The film, a runaway 2006 hit, is about to bring the wise-mouthed McQueen back in the latest sequel, “Cars 3.” But this time, the rookie racer has become a fading veteran, struggling to hold back a challenge from a new generation led by the film’s villain, Jackson Storm.
“The goal (for Storm) was to create a car that looked completely different – what a NASCAR racer would look like in 20 years,” explained Lasseter, the Pixar creative director and son of an auto parts depot manager.
His team scoured the 2001 North American International Auto Show to help pull together the original idea for “Cars,” Lasseter explaining that “getting the details right” is crucial for his animated films. (When he worked on the first “Toy Story,” another whopping hit, he says he bought up every toy he could think of – “all on the company credit card.”)
(Disney to debut Cars 3 star in Detroit. Click Here for the story.)
The work paid off. “Cars” has become one of the biggest franchises the Walt Disney Company has, the film giant purchasing the digital animation factory in 2006. It has not only launched a series of sequels, but a theme park and plenty of tie-in merchandise that has reportedly generated $10 billion in sales to date. So expectations for Cars 3 are running high.

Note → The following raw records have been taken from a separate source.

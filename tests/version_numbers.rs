#[test]
fn changelog() {
    version_sync::assert_contains_substring!("CHANGELOG.md", "## [{version}]");
}

#[test]
fn html_root_url() {
    version_sync::assert_html_root_url_updated!("src/lib.rs");
}
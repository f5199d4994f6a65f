//! Last-resort sink for failures of the pipeline itself.

use std::fmt::Debug;

/// Receives problems the pipeline can't report through itself: persistence failures, dropped
/// entries, internal errors in the facade.
pub trait FallbackLogger: Debug + Send + Sync {
    /// Something was lost or degraded, but the pipeline keeps working.
    fn warn(&self, message: &str);

    /// An unexpected internal failure.
    fn error(&self, message: &str);
}

/// Forwards to `tracing` under the `client_telemetry::fallback` target.
#[derive(Debug, Clone, Copy, Default)]
pub struct TracingFallback;

impl FallbackLogger for TracingFallback {
    fn warn(&self, message: &str) {
        tracing::warn!(target: "client_telemetry::fallback", "{}", message);
    }

    fn error(&self, message: &str) {
        tracing::error!(target: "client_telemetry::fallback", "{}", message);
    }
}
use crate::models::{Properties, TelemetryEntry};
use serde::Serialize;

/// A telemetry entry as sent to the server.
#[derive(Debug, Clone, PartialEq, Serialize)]
#[serde(rename_all = "camelCase")]
pub struct WireEntry {
    /// Severity name.
    pub severity: &'static str,

    /// Message.
    pub message: String,

    /// Error message.
    #[serde(skip_serializing_if = "Option::is_none")]
    pub exception_message: Option<String>,

    /// Error stack.
    #[serde(skip_serializing_if = "Option::is_none")]
    pub stack_trace: Option<String>,

    /// Origin hint.
    #[serde(skip_serializing_if = "Option::is_none")]
    pub source_context: Option<String>,

    /// Failed request URL.
    #[serde(skip_serializing_if = "Option::is_none")]
    pub request_url: Option<String>,

    /// Failed request method.
    #[serde(skip_serializing_if = "Option::is_none")]
    pub request_method: Option<String>,

    /// Failed request status.
    #[serde(skip_serializing_if = "Option::is_none")]
    pub status_code: Option<u16>,

    /// Agent string, always present.
    pub user_agent: String,

    /// RFC 3339 UTC instant with millisecond precision.
    pub timestamp_iso: String,

    /// Caller supplied metadata.
    #[serde(skip_serializing_if = "Option::is_none")]
    pub additional_context: Option<Properties>,
}

impl WireEntry {
    /// Convert a queued entry, using `default_user_agent` when the entry has none.
    pub fn from_entry(entry: &TelemetryEntry, default_user_agent: &str) -> Self {
        WireEntry {
            severity: entry.severity.as_str(),
            message: entry.message.clone(),
            exception_message: entry.exception_message.clone(),
            stack_trace: entry.stack_trace.clone(),
            source_context: entry.source_context.clone(),
            request_url: entry.request_url.clone(),
            request_method: entry.request_method.clone(),
            status_code: entry.status_code,
            user_agent: entry
                .user_agent
                .clone()
                .unwrap_or_else(|| default_user_agent.into()),
            timestamp_iso: entry.timestamp.to_iso(),
            additional_context: entry.additional_context.clone(),
        }
    }
}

Lasseter and colleagues Jay Ward and Jay Shuster offered a sneak peek at a climactic scene from “Cars 3,” a film that raises the question of what happens when old race cars face a new generation of challengers.
The new film introduces an assortment of new characters, including Storm, whose design is “angular and sharp,” according to Shuster, in contrast to the soft curves of McQueen. There’s also a new “female” lead, in the form of Cruz Ramirez, who helps coach McQueen in his bid for a comeback.
(Click Here to see the fastest Bentley ever.)
Designing the car stars proved nearly as difficult and drawn-out a challenge as it is to design a real new car. Surprisingly, the Pixar/Disney team, known for their digital animation prowess, took a low-tech approach, starting out with sketches on paper and then translating the images into clay models. Only when they were happy with the design did they turn the cars into digital renderings that could come to life in virtual reality.
“‘Cars 3’ is a love letter to racing and its roots, so we could not be more excited to be a part of the North American International Auto Show to share a little bit of our film with our fellow car enthusiasts,” the sequel’s director Brian Fee said in a separate news release, adding that the goal was to “create worlds and characters that ring true to our audiences,”
The film is expected to take “a few unexpected turns,” and there’s a hint that McQueen’s original mentor, the Hudson Hornet, might make an appearance – a bit of a surprise since the character was voiced by film legend Paul Newman, who died in 2008.
(Get sneak peak at what’s coming to this year’s NAIAS. Click Here for the story.)
Expect to hear more as the film prepares for a nationwide opening on June 16.